Auch Malak wollte Ammar nun nicht ungeschoren davonkommen lassen und der Herr der Weisen und Gelehrten musste nicht lange warten, bis auch dieser Bruder Vorbereitungen seiner Aufwartung traff. Malak brachte die seltensten Kräuter und den wohlschmeckensten Tee, den man sich nur denken kann, gut gesichert und bewacht bis zu Asisas Heimstatt. Er trat vor sie und versprach ihr das fantastischte Mahl für den nächsten Tag, so grandios, wie es selbst ihre Träume nicht zu denken vermochten. Fast die ganze Nacht hindurch bereiteten seine Köche mancherlei Spezerei: Wachteln im Blätterteig, Hühner, schwimmend im Honig, der von Bienen gesammelt wurde nur auf Feldern von Lavendel, Gazellen gebraten und gebacken in einer Soße der allerfeinsten Gewürze: Kardamon, Zimt und Safran, Pfeffer und Minze, Koriander und auch Kümmel, Hechte im fruchtigen Mantel, gesäumt von Grantapfel, Ananas, Trauben und Pfirsich und dazu süßen Nektar, gesammelt nur im Morgengrauen. Ein reges Treiben herrschte in der Küche des Hauses, Körbe um Körbe, Kisten und Kästen wurden hereingetragen, die all die seltenen Zutaten enthielten. In jenes Treiben sollte sich auf Anweisung von Ammar auch Harun stürzen, bewaffnet mit saurem Essig und bitterem Öl, das er in all die Köstlichkeiten geben sollte.
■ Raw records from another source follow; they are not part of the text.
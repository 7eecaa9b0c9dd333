//! Salary totals weighted by tenure in the current position
//!
//! Each employee earns the base rate, raised by the bonus multiplier when they
//! have held their current (last) position for more than the threshold.

use serde::{Deserialize, Serialize};
use tracing::{debug, trace};

use crate::aggregate::{par_try_sum, try_sum};
use crate::error::{Result, RosterError};
use crate::extract;
use crate::model::Employee;

pub const DEFAULT_BASE_RATE: f64 = 75_000.0;
pub const DEFAULT_BONUS_MULTIPLIER: f64 = 1.2;
pub const DEFAULT_TENURE_THRESHOLD: u32 = 3;

/// Rates applied when totalling salaries
#[derive(Debug, Clone, PartialEq, Serialize, Deserialize)]
pub struct SalaryPolicy {
    /// Salary of an employee without the tenure bonus
    #[serde(default = "default_base_rate")]
    pub base_rate: f64,

    /// Factor applied to the base rate once tenure exceeds the threshold
    #[serde(default = "default_bonus_multiplier")]
    pub bonus_multiplier: f64,

    /// Years in the current position that must be exceeded (strictly)
    #[serde(default = "default_tenure_threshold")]
    pub tenure_threshold: u32,
}

fn default_base_rate() -> f64 {
    DEFAULT_BASE_RATE
}

fn default_bonus_multiplier() -> f64 {
    DEFAULT_BONUS_MULTIPLIER
}

fn default_tenure_threshold() -> u32 {
    DEFAULT_TENURE_THRESHOLD
}

impl Default for SalaryPolicy {
    fn default() -> Self {
        Self {
            base_rate: DEFAULT_BASE_RATE,
            bonus_multiplier: DEFAULT_BONUS_MULTIPLIER,
            tenure_threshold: DEFAULT_TENURE_THRESHOLD,
        }
    }
}

impl SalaryPolicy {
    pub fn with_base_rate(mut self, base_rate: f64) -> Self {
        self.base_rate = base_rate;
        self
    }

    /// Multiplier for a given tenure: the bonus above the threshold, 1.0 otherwise
    pub fn multiplier_for(&self, tenure: u32) -> f64 {
        if tenure > self.tenure_threshold {
            self.bonus_multiplier
        } else {
            1.0
        }
    }

    /// Salary for a given tenure
    pub fn rate_for(&self, tenure: u32) -> f64 {
        self.base_rate * self.multiplier_for(tenure)
    }

    pub fn validate(&self) -> Result<()> {
        if !self.base_rate.is_finite() || self.base_rate < 0.0 {
            return Err(RosterError::Config(format!(
                "salary.base_rate must be a finite non-negative number, got {}",
                self.base_rate
            )));
        }
        if !self.bonus_multiplier.is_finite() || self.bonus_multiplier < 1.0 {
            return Err(RosterError::Config(format!(
                "salary.bonus_multiplier must be a finite number >= 1.0, got {}",
                self.bonus_multiplier
            )));
        }
        Ok(())
    }
}

/// Salary of one employee, from the duration of their last position
pub fn employee_salary(employee: &Employee, policy: &SalaryPolicy) -> Result<f64> {
    let tenure = extract::current_tenure(employee)?;
    let salary = policy.rate_for(tenure);
    trace!(
        "{} has tenure {} -> salary {}",
        employee.person().full_name(),
        tenure,
        salary
    );
    Ok(salary)
}

/// Total salary across employees.
///
/// An employee with no job history aborts the total. An empty roster has no
/// total either.
pub fn total_salary<'a, I>(employees: I, policy: &SalaryPolicy) -> Result<f64>
where
    I: IntoIterator<Item = &'a Employee>,
{
    let total = try_sum(employees, |employee| employee_salary(employee, policy))
        .map_err(|err| err.for_input("employees"))?;
    debug!("Total weighted salary: {}", total);
    Ok(total)
}

/// Parallel [`total_salary`] over a slice of employee references
pub fn par_total_salary(employees: &[&Employee], policy: &SalaryPolicy) -> Result<f64> {
    let total = par_try_sum(employees, |employee| employee_salary(employee, policy))
        .map_err(|err| err.for_input("employees"))?;
    debug!("Total weighted salary (parallel): {}", total);
    Ok(total)
}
Und er tat, zu was er gezwungen wurde. Er war sich der Bosheit wohl bewußt, die seinem Auftrag inne lag, doch dies Mal wagte er nicht aufzubegehren. Als nun die Tat getan war, roch Malaks feinste Nase bereits das nahende Unheil, doch war es zu spät. Asisa war bereits herbeigeeilt und bestaunte das Spektakel, das vor ihr aufgebaut wurde. Als sie dann aber einen Bissen nahm, war es keine Freude, die sich in ihrem Gesicht zeigte.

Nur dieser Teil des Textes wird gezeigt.